So we’re shooting ourselves up with this stuff that we really don’t know what’s happening in the body. It’s putting a strain on our detoxification systems. The evidence to me is pretty clear that you run the risk of autism and various brain problems. I personally know several people whose kids were never the same after vaccines. So it’s scary to me.
Now, if you are going to just feed your kids the standard American diet and put them on Similac and cow’s milk formula and feed them rice cereal that’s refined at four months old and do all the things that the doctors are telling you to do, well, maybe the vaccines are going to help if you’re not building the immunity.
By far I think building the immunity from the inside out is the way to go. Natural immunity and having a peaceful environment and a very loving relationship with your kids and not introducing stress into the environment. So there’s lots of ways to increase immunity without having to get vaccinated.

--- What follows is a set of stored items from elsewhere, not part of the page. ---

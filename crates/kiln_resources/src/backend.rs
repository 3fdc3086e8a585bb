//! # Resource Backend
//!
//! The capability a cache delegates materialization to. One implementation
//! per resource kind: a texture backend decodes and uploads images, a
//! material backend resolves shaders and maps, and so on.

use std::fmt::Display;

/// Creates and destroys resources of one kind.
///
/// Only the owning cache calls these. Both calls are synchronous; `create`
/// may block on disk I/O or a GPU upload.
pub trait ResourceBackend {
    /// The materialized resource.
    type Resource;

    /// Extra input needed to build a resource beyond its name.
    type Params: ?Sized;

    /// Failure reported by [`ResourceBackend::create`].
    type Error: Display;

    /// Materializes the resource called `name`.
    ///
    /// # Errors
    ///
    /// Any backend failure. The cache rolls the acquire back.
    fn create(&mut self, name: &str, params: &Self::Params) -> Result<Self::Resource, Self::Error>;

    /// Builds the cache's "default" resource. Called once, when the cache is
    /// created.
    ///
    /// # Errors
    ///
    /// Any backend failure. The cache refuses to start.
    fn create_default(&mut self) -> Result<Self::Resource, Self::Error>;

    /// Releases everything a resource holds.
    fn destroy(&mut self, resource: Self::Resource);
}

Kevin: Lynn asks, “What’s the scoop on agave nectar?”
Rita Marie: Oh boy, I wish I knew. I’ll tell you a story. I stayed away completely from all refined sweeteners for about 20 years, never touched it. I was not going to touch any of that. Then the whole agave thing and I started reading it and I thought, “Let me experiment with this.” So I did and I incorporated it into some recipes. Now I hear it’s like high fructose corn syrup. Is it really just like high fructose corn syrup? I don’t really know. There’s a lot of people who are very knowledgeable and outspoken in the raw community and still think agave nectar is just fine. It depends on where you get it from. You have to get it from a good source. There’s others that say no.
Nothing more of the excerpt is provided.